10 Questions before starting a Machine Learning POC

37% of organizations have implemented artificial intelligence in some form according to Gartner. Since AI is a a broad category of algorithms covering cognitive, natural language, pattern recognition and other areas, I suspect the number of organizations experimenting with machine learning or deep learning is a lot smaller.

Yet there are daily stories of different organizations benefiting from machine learning algorithms. This week I read about Frito Lay using ML to determine chip texture, MIT reporting on ML used to create extra-delicious basil, and an ML that helps to detect gunfire.

Last week I posted a more futuristic prediction  when software architecture will be driven by machine learning. This week I want to follow up with these more practical steps on getting started with machine learning.

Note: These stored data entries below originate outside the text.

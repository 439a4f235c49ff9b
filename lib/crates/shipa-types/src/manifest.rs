//! Top-level manifest document.

use std::fmt;

use serde::{Deserialize, Serialize};

use crate::{
    App, AppCname, AppDeploy, ClusterManifest, CreateAppEnv, JobCreateRequest, NetworkPolicy,
    PoolConfig,
};

/// A manifest section. Variants are declared in application order:
/// frameworks and clusters before apps, apps before their settings and
/// deploys, jobs last.
#[derive(Debug, Clone, Copy, PartialEq, Eq, PartialOrd, Ord, Hash, Serialize, Deserialize)]
#[serde(rename_all = "kebab-case")]
pub enum Section {
    Framework,
    Cluster,
    App,
    AppEnv,
    AppCname,
    NetworkPolicy,
    AppDeploy,
    Job,
}

impl Section {
    /// Every section, in application order.
    pub const ALL: [Section; 8] = [
        Section::Framework,
        Section::Cluster,
        Section::App,
        Section::AppEnv,
        Section::AppCname,
        Section::NetworkPolicy,
        Section::AppDeploy,
        Section::Job,
    ];

    /// The section's top-level manifest key.
    #[must_use]
    pub fn key(self) -> &'static str {
        match self {
            Section::Framework => "framework",
            Section::Cluster => "cluster",
            Section::App => "app",
            Section::AppEnv => "app-env",
            Section::AppCname => "app-cname",
            Section::NetworkPolicy => "network-policy",
            Section::AppDeploy => "app-deploy",
            Section::Job => "job",
        }
    }
}

impl fmt::Display for Section {
    fn fmt(&self, f: &mut fmt::Formatter<'_>) -> fmt::Result {
        f.write_str(self.key())
    }
}

/// Raw manifest as decoded from YAML. Every section is optional; an absent
/// key means "leave this kind alone". Unknown keys are ignored.
#[derive(Debug, Clone, Default, PartialEq, Serialize, Deserialize)]
#[serde(default, rename_all = "kebab-case")]
pub struct Manifest {
    #[serde(skip_serializing_if = "Option::is_none")]
    pub framework: Option<PoolConfig>,
    #[serde(skip_serializing_if = "Option::is_none")]
    pub cluster: Option<ClusterManifest>,
    #[serde(skip_serializing_if = "Option::is_none")]
    pub app: Option<App>,
    #[serde(skip_serializing_if = "Option::is_none")]
    pub app_env: Option<CreateAppEnv>,
    #[serde(skip_serializing_if = "Option::is_none")]
    pub app_cname: Option<AppCname>,
    #[serde(skip_serializing_if = "Option::is_none")]
    pub network_policy: Option<NetworkPolicy>,
    #[serde(skip_serializing_if = "Option::is_none")]
    pub app_deploy: Option<AppDeploy>,
    #[serde(skip_serializing_if = "Option::is_none")]
    pub job: Option<JobCreateRequest>,
}

impl Manifest {
    /// Sections present in this manifest, in application order.
    #[must_use]
    pub fn sections(&self) -> Vec<Section> {
        Section::ALL
            .into_iter()
            .filter(|s| self.has(*s))
            .collect()
    }

    /// Whether `section` is present.
    #[must_use]
    pub fn has(&self, section: Section) -> bool {
        match section {
            Section::Framework => self.framework.is_some(),
            Section::Cluster => self.cluster.is_some(),
            Section::App => self.app.is_some(),
            Section::AppEnv => self.app_env.is_some(),
            Section::AppCname => self.app_cname.is_some(),
            Section::NetworkPolicy => self.network_policy.is_some(),
            Section::AppDeploy => self.app_deploy.is_some(),
            Section::Job => self.job.is_some(),
        }
    }

    #[must_use]
    pub fn is_empty(&self) -> bool {
        self.sections().is_empty()
    }

    /// Overlay `other` on top of `self`: sections present in `other`
    /// replace the ones here, absent ones are kept.
    #[must_use]
    pub fn overlay(self, other: Manifest) -> Manifest {
        Manifest {
            framework: other.framework.or(self.framework),
            cluster: other.cluster.or(self.cluster),
            app: other.app.or(self.app),
            app_env: other.app_env.or(self.app_env),
            app_cname: other.app_cname.or(self.app_cname),
            network_policy: other.network_policy.or(self.network_policy),
            app_deploy: other.app_deploy.or(self.app_deploy),
            job: other.job.or(self.job),
        }
    }
}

Ten steps to evaluate before starting a machine learning POC


A few months ago, I shared a few of the critical questions that help define winning AI experiments. In this post, I share a more detailed checklist taking you from value, feasibility, solution types, and program management.

Here are the questions:
  1. What is the business value if delivered - Describe and ideally quantify the business outcome first. How does identifying chip texture drive value for Pepsi? How much more basil can be sold if the public recognizes the improvements?  If the business value is small, then I would suggest looking at non-ML options because the cost to experiment with machine learning is relatively high.
  2. Do you have data (or can you get it easily) - This of course must be followed up with many additional questions on the quantity and quality of data. If you don't have data or its quality needs to be improved, then you have some work to do before getting to machine learning.
  3. Do you know what's good? - Machine learning algorithms need to be trained either with training data (superviser learning) or value functions (reinforcement and other unsupervised learning). Some ML problems are hard because identifying the correct answers isn't trivial and identifying training data is prone to human biases. Identifying cats in pictures is easy, identifying sought-after criminals is a lot harder.   
  4. How good is good enough? When machine learning is being used to automate or augment workflows, human behaviors, or decision making, then one critical question is knowing the level of accuracy required compared to the underlying costs. If your organization has three people in a workflow that requires very high accuracy, then this may not be an ideal candidate to apply machine learning.
  5. How feasible is it to implement? - If you get through questions 1-4, then question 5 asks to look at the feasibility and cost of the complete solution. First, you should consult experts to validate the overall complexity of the ML required. For example, ML applied to images is a lot easier and requires substantially less infrastructure compared to ML applied to video. Second, the investment in ML is often only a part of the overall solution and organizations should calculate the total cost before diving into what is possibly the hardest part.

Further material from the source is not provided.